> [What to do]:
Reproduce the records word for word, from the first line to the line containing "Risk flags for".

======== The input ========

// Database trait — backend-agnostic async interface for all DB operations.
//
// Implementors: SqliteDatabase (wraps rusqlite), PgDatabase (wraps sqlx,
// behind the `postgres` feature). All methods are async so both sync
// (rusqlite via Mutex) and native async (sqlx) backends fit behind a
// single interface.

use anyhow::Result;
use async_trait::async_trait;
use chrono::{DateTime, Utc};

use crate::model::{
    Alert, Anomaly, Challenge, FingerprintRecord, IngressStats, JobLog, LeaderboardEntry, RiskFlag,
    User,
};

#[async_trait]
pub trait Database: Send + Sync {
    /// Count the number of user-created tables in the database.
    async fn table_count(&self) -> Result<i64>;

    // --- Users ---

    async fn get_user(&self, user_id: &str) -> Result<Option<User>>;

    /// Insert a user if absent, or overwrite it entirely if present.
    /// Callers that need per-user write serialization acquire the
    /// per-user lock before calling this (see `ingress::AppState`).
    async fn upsert_user(&self, user: &User) -> Result<()>;

    // --- Risk flags ---

    async fn insert_risk_flag(&self, flag: &RiskFlag) -> Result<()>;

    /// Risk flags for `user_id` with `timestamp >= since`.
    async fn get_risk_flags_since(
        &self,
        user_id: &str,
        since: DateTime<Utc>,
    ) -> Result<Vec<RiskFlag>>;

    /// All risk flags with `timestamp >= since`, across all users
    /// (used by the hourly flagged-user detection job).
    async fn get_all_risk_flags_since(&self, since: DateTime<Utc>) -> Result<Vec<RiskFlag>>;

    // --- Fingerprint records ---

    async fn insert_fingerprint(&self, record: &FingerprintRecord) -> Result<()>;

    /// Fingerprint records with `timestamp` in `(since, now]` — strict
    /// half-open lower bound per the detection-correctness rule.
    async fn get_fingerprints_since(&self, since: DateTime<Utc>) -> Result<Vec<FingerprintRecord>>;

    /// Fingerprint records for one user with `timestamp in (since, now]`,
    /// most recent first, capped at `limit`. Backs BSE's UserContext
    /// recent-activity window.
    async fn get_user_fingerprints_since(
        &self,
        user_id: &str,
        since: DateTime<Utc>,
        limit: u32,
    ) -> Result<Vec<FingerprintRecord>>;

    // --- Anomalies ---

    async fn insert_anomaly(&self, anomaly: &Anomaly) -> Result<()>;

    async fn get_anomalies_since(&self, since: DateTime<Utc>) -> Result<Vec<Anomaly>>;

    // --- Leaderboard ---

    /// Replace the materialized leaderboard with a new top-N set.
    async fn replace_leaderboard(&self, entries: &[LeaderboardEntry]) -> Result<()>;

    async fn get_leaderboard(&self) -> Result<Vec<LeaderboardEntry>>;

    /// Archive the current leaderboard as a JSON snapshot.
    async fn archive_leaderboard_snapshot(&self, entries: &[LeaderboardEntry]) -> Result<()>;

    /// Prune archived snapshots older than `older_than`.
    async fn prune_leaderboard_archive(&self, older_than: DateTime<Utc>) -> Result<u64>;

    // --- Challenges ---

    async fn insert_challenge(&self, challenge: &Challenge) -> Result<()>;

    async fn get_active_challenges(&self, now: DateTime<Utc>) -> Result<Vec<Challenge>>;

    async fn deactivate_expired_challenges(&self, now: DateTime<Utc>) -> Result<u64>;

    // --- All users (for SOL's daily recalculation and weekly reset) ---

    async fn get_all_users(&self) -> Result<Vec<User>>;

    async fn reset_weekly_scores(&self) -> Result<u64>;

    // --- Job log ---

    async fn insert_job_log(&self, log: &JobLog) -> Result<()>;

    async fn get_last_job_log(&self, job_name: &str) -> Result<Option<JobLog>>;

    // --- Alerts ---

    async fn insert_alert(&self, alert: &Alert) -> Result<()>;

    // --- Access logs (AGK, best-effort) ---

    async fn insert_access_log(
        &self,
        user_id: &str,
        operation: &str,
        granted: bool,
        reason: Option<&str>,
        access_level: Option<&str>,
    ) -> Result<()>;

    // --- Diagnostic tables (ingress pre-filters) ---

    async fn insert_bot_detection(
        &self,
        user_id: Option<&str>,
        bot_probability: f64,
        signals: &[String],
        rejected: bool,
    ) -> Result<()>;

    async fn insert_fake_referral_detection(
        &self,
        user_id: &str,
        signals: &[String],
        rejected: bool,
    ) -> Result<()>;

    async fn insert_skipped_payload(
        &self,
        reason: &str,
        payload: &serde_json::Value,
    ) -> Result<()>;

    async fn insert_audit_log(
        &self,
        actor: Option<&str>,
        action: &str,
        details: &serde_json::Value,
    ) -> Result<()>;

    /// Aggregate counters for `GET /webhook/stats`, over `timestamp/
    /// detected_at/created_at >= since`.
    async fn get_ingress_stats_since(&self, since: DateTime<Utc>) -> Result<IngressStats>;
}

========

> [Exercise solution]:
// Database trait — backend-agnostic async interface for all DB operations.
//
// Implementors: SqliteDatabase (wraps rusqlite), PgDatabase (wraps sqlx,
// behind the `postgres` feature). All methods are async so both sync
// (rusqlite via Mutex) and native async (sqlx) backends fit behind a
// single interface.

use anyhow::Result;
use async_trait::async_trait;
use chrono::{DateTime, Utc};

use crate::model::{
    Alert, Anomaly, Challenge, FingerprintRecord, IngressStats, JobLog, LeaderboardEntry, RiskFlag,
    User,
};

#[async_trait]
pub trait Database: Send + Sync {
    /// Count the number of user-created tables in the database.
    async fn table_count(&self) -> Result<i64>;

    // --- Users ---

    async fn get_user(&self, user_id: &str) -> Result<Option<User>>;

    /// Insert a user if absent, or overwrite it entirely if present.
    /// Callers that need per-user write serialization acquire the
    /// per-user lock before calling this (see `ingress::AppState`).
    async fn upsert_user(&self, user: &User) -> Result<()>;

    // --- Risk flags ---

    async fn insert_risk_flag(&self, flag: &RiskFlag) -> Result<()>;

    /// Risk flags for `user_id` with `timestamp >= since`.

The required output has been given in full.